Exact copies of all the entries below are expected in the answer.

§

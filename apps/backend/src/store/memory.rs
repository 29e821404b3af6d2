use std::collections::HashMap;

use async_trait::async_trait;
use parking_lot::RwLock;

use super::{
    ensure_id, id_key, upsert_document, Collection, DeleteResult, Document, DocumentStore, Filter,
    InsertOneResult, Update, UpdateResult, ID_FIELD,
};
use crate::errors::domain::{ConflictKind, DomainError};

/// Process-local store: one insertion-ordered vector per collection.
#[derive(Debug, Default)]
pub struct MemoryDocumentStore {
    collections: RwLock<HashMap<Collection, Vec<Document>>>,
}

impl MemoryDocumentStore {
    pub fn new() -> Self {
        Self::default()
    }

    /// Number of documents currently in `collection`.
    pub fn len(&self, collection: Collection) -> usize {
        self.collections
            .read()
            .get(&collection)
            .map_or(0, Vec::len)
    }

    pub fn is_empty(&self, collection: Collection) -> bool {
        self.len(collection) == 0
    }
}

fn duplicate_id(docs: &[Document], key: &str) -> bool {
    docs.iter()
        .any(|d| d.get(ID_FIELD).map(id_key).as_deref() == Some(key))
}

#[async_trait]
impl DocumentStore for MemoryDocumentStore {
    async fn find(
        &self,
        collection: Collection,
        filter: &Filter,
    ) -> Result<Vec<Document>, DomainError> {
        let guard = self.collections.read();
        Ok(guard
            .get(&collection)
            .map(|docs| docs.iter().filter(|d| filter.matches(d)).cloned().collect())
            .unwrap_or_default())
    }

    async fn find_one(
        &self,
        collection: Collection,
        filter: &Filter,
    ) -> Result<Option<Document>, DomainError> {
        let guard = self.collections.read();
        Ok(guard
            .get(&collection)
            .and_then(|docs| docs.iter().find(|d| filter.matches(d)).cloned()))
    }

    async fn insert_one(
        &self,
        collection: Collection,
        mut doc: Document,
    ) -> Result<InsertOneResult, DomainError> {
        let id = ensure_id(&mut doc);
        let key = id_key(&id);

        let mut guard = self.collections.write();
        let docs = guard.entry(collection).or_default();
        if duplicate_id(docs, &key) {
            return Err(DomainError::conflict(
                ConflictKind::DuplicateId,
                format!("document '{key}' already exists in {collection}"),
            ));
        }
        docs.push(doc);

        Ok(InsertOneResult {
            acknowledged: true,
            inserted_id: id,
        })
    }

    async fn update_one(
        &self,
        collection: Collection,
        filter: &Filter,
        update: &Update,
        upsert: bool,
    ) -> Result<UpdateResult, DomainError> {
        let mut guard = self.collections.write();
        let docs = guard.entry(collection).or_default();

        if let Some(existing) = docs.iter_mut().find(|d| filter.matches(d)) {
            let modified = update.apply(existing)?;
            return Ok(UpdateResult::matched(modified));
        }

        if !upsert {
            return Ok(UpdateResult::unmatched());
        }

        let doc = upsert_document(filter, update)?;
        let id = doc.get(ID_FIELD).cloned().unwrap_or_default();
        if duplicate_id(docs, &id_key(&id)) {
            return Err(DomainError::conflict(
                ConflictKind::DuplicateId,
                format!("document '{}' already exists in {collection}", id_key(&id)),
            ));
        }
        docs.push(doc);

        Ok(UpdateResult::upserted(id))
    }

    async fn delete_one(
        &self,
        collection: Collection,
        filter: &Filter,
    ) -> Result<DeleteResult, DomainError> {
        let mut guard = self.collections.write();
        let deleted_count = match guard.get_mut(&collection) {
            Some(docs) => match docs.iter().position(|d| filter.matches(d)) {
                Some(index) => {
                    docs.remove(index);
                    1
                }
                None => 0,
            },
            None => 0,
        };

        Ok(DeleteResult {
            acknowledged: true,
            deleted_count,
        })
    }

    async fn ping(&self) -> Result<(), DomainError> {
        Ok(())
    }
}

§

* _RESPONSE TO THE EXERCISE_
filename apps/backend/src/store/memory.rs
repository 29e821404b3af6d2
use std::collections::HashMap;

use async_trait::async_trait;
use parking_lot::RwLock;

use super::{
    ensure_id, id_key, upsert_document, Collection, DeleteResult, Document, DocumentStore, Filter,
    InsertOneResult, Update, UpdateResult, ID_FIELD,
};
use crate::errors::domain::{ConflictKind, DomainError};

/// Process-local store: one insertion-ordered vector per collection.
#[derive(Debug, Default)]
pub struct MemoryDocumentStore {
    collections: RwLock<HashMap<Collection, Vec<Document>>>,
}

impl MemoryDocumentStore {
    pub fn new() -> Self {
        Self::default()
    }

    /// Number of documents currently in `collection`.
    pub fn len(&self, collection: Collection) -> usize {
        self.collections
            .read()
            .get(&collection)
            .map_or(0, Vec::len)
    }

    pub fn is_empty(&self, collection: Collection) -> bool {
        self.len(collection) == 0
    }
}

fn duplicate_id(docs: &[Document], key: &str) -> bool {
    docs.iter()
        .any(|d| d.get(ID_FIELD).map(id_key).as_deref() == Some(key))
}

#[async_trait]
impl DocumentStore for MemoryDocumentStore {
    async fn find(
        &self,
        collection: Collection,
        filter: &Filter,
    ) -> Result<Vec<Document>, DomainError> {
        let guard = self.collections.read();
        Ok(guard
            .get(&collection)
            .map(|docs| docs.iter().filter(|d| filter.matches(d)).cloned().collect())
            .unwrap_or_default())
    }

    async fn find_one(
        &self,
        collection: Collection,
        filter: &Filter,
    ) -> Result<Option<Document>, DomainError> {
        let guard = self.collections.read();
        Ok(guard
            .get(&collection)
            .and_then(|docs| docs.iter().find(|d| filter.matches(d)).cloned()))
    }

    async fn insert_one(
        &self,
        collection: Collection,
        mut doc: Document,
    ) -> Result<InsertOneResult, DomainError> {
        let id = ensure_id(&mut doc);
        let key = id_key(&id);

        let mut guard = self.collections.write();
        let docs = guard.entry(collection).or_default();
        if duplicate_id(docs, &key) {
            return Err(DomainError::conflict(
                ConflictKind::DuplicateId,
                format!("document '{key}' already exists in {collection}"),
            ));
        }
        docs.push(doc);

        Ok(InsertOneResult {
            acknowledged: true,
            inserted_id: id,
        })
    }

    async fn update_one(
        &self,
        collection: Collection,
        filter: &Filter,
        update: &Update,
        upsert: bool,
    ) -> Result<UpdateResult, DomainError> {
        let mut guard = self.collections.write();
        let docs = guard.entry(collection).or_default();

        if let Some(existing) = docs.iter_mut().find(|d| filter.matches(d)) {
            let modified = update.apply(existing)?;
            return Ok(UpdateResult::matched(modified));
        }

        if !upsert {
            return Ok(UpdateResult::unmatched());
        }

        let doc = upsert_document(filter, update)?;
        let id = doc.get(ID_FIELD).cloned().unwrap_or_default();
        if duplicate_id(docs, &id_key(&id)) {
            return Err(DomainError::conflict(
                ConflictKind::DuplicateId,
                format!("document '{}' already exists in {collection}", id_key(&id)),
            ));
        }
        docs.push(doc);

        Ok(UpdateResult::upserted(id))
    }

    async fn delete_one(
        &self,
        collection: Collection,
        filter: &Filter,
    ) -> Result<DeleteResult, DomainError> {
        let mut guard = self.collections.write();
        let deleted_count = match guard.get_mut(&collection) {
            Some(docs) => match docs.iter().position(|d| filter.matches(d)) {
                Some(index) => {
                    docs.remove(index);
                    1
                }
                None => 0,
            },
            None => 0,
        };

        Ok(DeleteResult {
            acknowledged: true,
            deleted_count,
        })
    }

    async fn ping(&self) -> Result<(), DomainError> {
        Ok(())
    }
}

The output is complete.